» **What you are asked to do**
Please give the data again in full, precisely as it is written.

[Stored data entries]
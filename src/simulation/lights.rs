//! Traffic light timers and derived right-of-way state
//!
//! Each managed intersection owns a free-running timer in
//! `[0, cycle_period)`. The light phase is a pure function of the timer;
//! reads never touch randomness.

use std::collections::BTreeMap;

use super::grid::RoadGrid;
use super::rng::SimRng;
use super::types::{GridPos, LightPhase};

/// The set of managed traffic lights and their cycle timers
///
/// Timers live in a `BTreeMap` so iteration order is deterministic, which
/// keeps seeded runs reproducible when per-light randomness is drawn in
/// board order.
pub struct LightBoard {
    timers: BTreeMap<GridPos, u32>,
    cycle_period: u32,
    green_duration: u32,
}

impl LightBoard {
    pub fn new(cycle_period: u32, green_duration: u32) -> Self {
        Self {
            timers: BTreeMap::new(),
            cycle_period,
            green_duration,
        }
    }

    /// Create a light at every managed intersection with a random timer
    ///
    /// Random starting timers stagger the phases so the whole grid doesn't
    /// switch at once. Replaces any existing lights.
    pub fn initialize(&mut self, grid: &RoadGrid, rng: &mut SimRng) {
        self.timers.clear();
        for pos in grid.managed_intersections() {
            let timer = rng.below_u32(self.cycle_period);
            self.timers.insert(pos, timer);
        }
    }

    /// Advance one light's timer by a tick, wrapping at the cycle period
    pub fn advance(&mut self, pos: GridPos) {
        if let Some(timer) = self.timers.get_mut(&pos) {
            *timer = (*timer + 1) % self.cycle_period;
        }
    }

    /// Derived right-of-way state, or `None` for unmanaged positions
    pub fn phase_at(&self, pos: GridPos) -> Option<LightPhase> {
        self.timers.get(&pos).map(|timer| {
            if timer % self.cycle_period < self.green_duration {
                LightPhase::NsGreen
            } else {
                LightPhase::EwGreen
            }
        })
    }

    /// Current timer value of a managed light
    pub fn timer_at(&self, pos: GridPos) -> Option<u32> {
        self.timers.get(&pos).copied()
    }

    /// Overwrite a managed light's timer; ignored for unmanaged positions
    pub fn set_timer(&mut self, pos: GridPos, timer: u32) {
        if let Some(slot) = self.timers.get_mut(&pos) {
            *slot = timer % self.cycle_period;
        }
    }

    /// Positions of all managed lights in deterministic order
    pub fn positions(&self) -> impl Iterator<Item = GridPos> + '_ {
        self.timers.keys().copied()
    }

    pub fn len(&self) -> usize {
        self.timers.len()
    }

    pub fn is_empty(&self) -> bool {
        self.timers.is_empty()
    }
}
//! Simulation configuration
//!
//! All tunables are fixed at startup; nothing here is runtime-mutable.

use anyhow::{ensure, Result};

/// Configuration constants for one simulation instance
///
/// Defaults mirror the classic setup: a 15x15 grid with roads every 3
/// cells, a 30-tick light cycle split evenly between axes, and a rare
/// cyberattack hazard.
#[derive(Debug, Clone)]
pub struct SimConfig {
    /// Number of cells per grid side
    pub grid_size: i32,
    /// Roads occur every this many cells
    pub road_interval: i32,
    /// Total ticks for a full traffic light cycle
    pub cycle_period: u32,
    /// Ticks of green in the north-south direction per cycle
    pub green_duration: u32,
    /// Probability of a cyberattack starting each tick
    pub cyberattack_chance: f64,
    /// Duration of a cyberattack in ticks
    pub cyberattack_duration: u32,
    /// Seconds the simulation pauses when a cyberattack starts
    pub cyberattack_pause_secs: f64,
    /// Probability of a background (non-collision) accident check per car move
    pub accident_chance: f64,
    /// Seconds before automatic reset after an accident
    pub reset_delay_secs: f64,
    /// Number of cars kept on the grid
    pub car_count: usize,
}

impl Default for SimConfig {
    fn default() -> Self {
        Self {
            grid_size: 15,
            road_interval: 3,
            cycle_period: 30,
            green_duration: 15,
            cyberattack_chance: 0.01,
            cyberattack_duration: 100,
            cyberattack_pause_secs: 3.0,
            accident_chance: 0.0,
            reset_delay_secs: 5.0,
            car_count: 4,
        }
    }
}

impl SimConfig {
    /// Check that the configuration describes a playable grid
    ///
    /// A `road_interval` below 2 would make every road cell an intersection
    /// and leave no valid car spawn cell, so it is rejected here rather than
    /// looping forever in the spawner.
    pub fn validate(&self) -> Result<()> {
        ensure!(self.grid_size > 0, "grid_size must be positive");
        ensure!(
            self.road_interval >= 2 && self.road_interval < self.grid_size,
            "road_interval must be in 2..grid_size"
        );
        ensure!(self.cycle_period > 0, "cycle_period must be positive");
        ensure!(
            self.green_duration > 0 && self.green_duration < self.cycle_period,
            "green_duration must be in 1..cycle_period"
        );
        for (name, chance) in [
            ("cyberattack_chance", self.cyberattack_chance),
            ("accident_chance", self.accident_chance),
        ] {
            ensure!(
                (0.0..=1.0).contains(&chance),
                "{} must be a probability in [0, 1]",
                name
            );
        }
        ensure!(
            self.cyberattack_pause_secs >= 0.0 && self.reset_delay_secs >= 0.0,
            "pause and reset delays must be non-negative"
        );
        ensure!(self.car_count > 0, "car_count must be positive");
        Ok(())
    }
}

» **The answer**
filename src/simulation/lights.rs
//! Traffic light timers and derived right-of-way state
//!
//! Each managed intersection owns a free-running timer in
//! `[0, cycle_period)`. The light phase is a pure function of the timer;
//! reads never touch randomness.

use std::collections::BTreeMap;

use super::grid::RoadGrid;
use super::rng::SimRng;
use super::types::{GridPos, LightPhase};

/// The set of managed traffic lights and their cycle timers
///
/// Timers live in a `BTreeMap` so iteration order is deterministic, which
/// keeps seeded runs reproducible when per-light randomness is drawn in
/// board order.
pub struct LightBoard {
    timers: BTreeMap<GridPos, u32>,
    cycle_period: u32,
    green_duration: u32,
}

impl LightBoard {
    pub fn new(cycle_period: u32, green_duration: u32) -> Self {
        Self {
            timers: BTreeMap::new(),
            cycle_period,
            green_duration,
        }
    }

    /// Create a light at every managed intersection with a random timer
    ///
    /// Random starting timers stagger the phases so the whole grid doesn't
    /// switch at once. Replaces any existing lights.
    pub fn initialize(&mut self, grid: &RoadGrid, rng: &mut SimRng) {
        self.timers.clear();
        for pos in grid.managed_intersections() {
            let timer = rng.below_u32(self.cycle_period);
            self.timers.insert(pos, timer);
        }
    }

    /// Advance one light's timer by a tick, wrapping at the cycle period
    pub fn advance(&mut self, pos: GridPos) {
        if let Some(timer) = self.timers.get_mut(&pos) {
            *timer = (*timer + 1) % self.cycle_period;
        }
    }

    /// Derived right-of-way state, or `None` for unmanaged positions
    pub fn phase_at(&self, pos: GridPos) -> Option<LightPhase> {
        self.timers.get(&pos).map(|timer| {
            if timer % self.cycle_period < self.green_duration {
                LightPhase::NsGreen
            } else {
                LightPhase::EwGreen
            }
        })
    }

    /// Current timer value of a managed light
    pub fn timer_at(&self, pos: GridPos) -> Option<u32> {
        self.timers.get(&pos).copied()
    }

    /// Overwrite a managed light's timer; ignored for unmanaged positions
    pub fn set_timer(&mut self, pos: GridPos, timer: u32) {
        if let Some(slot) = self.timers.get_mut(&pos) {
            *slot = timer % self.cycle_period;
        }
    }

    /// Positions of all managed lights in deterministic order
    pub fn positions(&self) -> impl Iterator<Item = GridPos> + '_ {
        self.timers.keys().copied()
    }

    pub fn len(&self) -> usize {
        self.timers.len()
    }

    pub fn is_empty(&self) -> bool {
        self.timers.is_empty()
    }
}
//! Simulation configuration
//!
//! All tunables are fixed at startup; nothing here is runtime-mutable.

use anyhow::{ensure, Result};

/// Configuration constants for one simulation instance
///
/// Defaults mirror the classic setup: a 15x15 grid with roads every 3
/// cells, a 30-tick light cycle split evenly between axes, and a rare
/// cyberattack hazard.
#[derive(Debug, Clone)]
pub struct SimConfig {
    /// Number of cells per grid side
    pub grid_size: i32,
    /// Roads occur every this many cells
    pub road_interval: i32,
    /// Total ticks for a full traffic light cycle
    pub cycle_period: u32,
    /// Ticks of green in the north-south direction per cycle
    pub green_duration: u32,
    /// Probability of a cyberattack starting each tick
    pub cyberattack_chance: f64,
    /// Duration of a cyberattack in ticks
    pub cyberattack_duration: u32,
    /// Seconds the simulation pauses when a cyberattack starts
    pub cyberattack_pause_secs: f64,
    /// Probability of a background (non-collision) accident check per car move
    pub accident_chance: f64,
    /// Seconds before automatic reset after an accident
    pub reset_delay_secs: f64,
    /// Number of cars kept on the grid
    pub car_count: usize,
}

impl Default for SimConfig {
    fn default() -> Self {
        Self {
            grid_size: 15,
            road_interval: 3,
            cycle_period: 30,
            green_duration: 15,
            cyberattack_chance: 0.01,
            cyberattack_duration: 100,
            cyberattack_pause_secs: 3.0,
            accident_chance: 0.0,
            reset_delay_secs: 5.0,
            car_count: 4,
        }
    }
}

impl SimConfig {
    /// Check that the configuration describes a playable grid
    ///
    /// A `road_interval` below 2 would make every road cell an intersection
    /// and leave no valid car spawn cell, so it is rejected here rather than
    /// looping forever in the spawner.
    pub fn validate(&self) -> Result<()> {
        ensure!(self.grid_size > 0, "grid_size must be positive");
        ensure!(
            self.road_interval >= 2 && self.road_interval < self.grid_size,
            "road_interval must be in 2..grid_size"
        );
        ensure!(self.cycle_period > 0, "cycle_period must be positive");
        ensure!(
            self.green_duration > 0 && self.green_duration < self.cycle_period,
            "green_duration must be in 1..cycle_period"
        );
        for (name, chance) in [
            ("cyberattack_chance", self.cyberattack_chance),
            ("accident_chance", self.accident_chance),
        ] {
            ensure!(
                (0.0..=1.0).contains(&chance),
                "{} must be a probability in [0, 1]",
                name
            );
        }
        ensure!(
            self.cyberattack_pause_secs >= 0.0 && self.reset_delay_secs >= 0.0,
            "pause and reset delays must be non-negative"
        );
        ensure!(self.car_count > 0, "car_count must be positive");
        Ok(())
    }
}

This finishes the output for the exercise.